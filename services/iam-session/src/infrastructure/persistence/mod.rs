//! Postgres 仓储实现

mod postgres_account_repository;
mod postgres_refresh_token_repository;

pub use postgres_account_repository::PostgresAccountRepository;
pub use postgres_refresh_token_repository::PostgresRefreshTokenRepository;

────────────────

Retype the entire listing word for word.

filename services/iam-session/src/infrastructure/persistence/mod.rs
//! Postgres 仓储实现

mod postgres_account_repository;
mod postgres_refresh_token_repository;

pub use postgres_account_repository::PostgresAccountRepository;
pub use postgres_refresh_token_repository::PostgresRefreshTokenRepository;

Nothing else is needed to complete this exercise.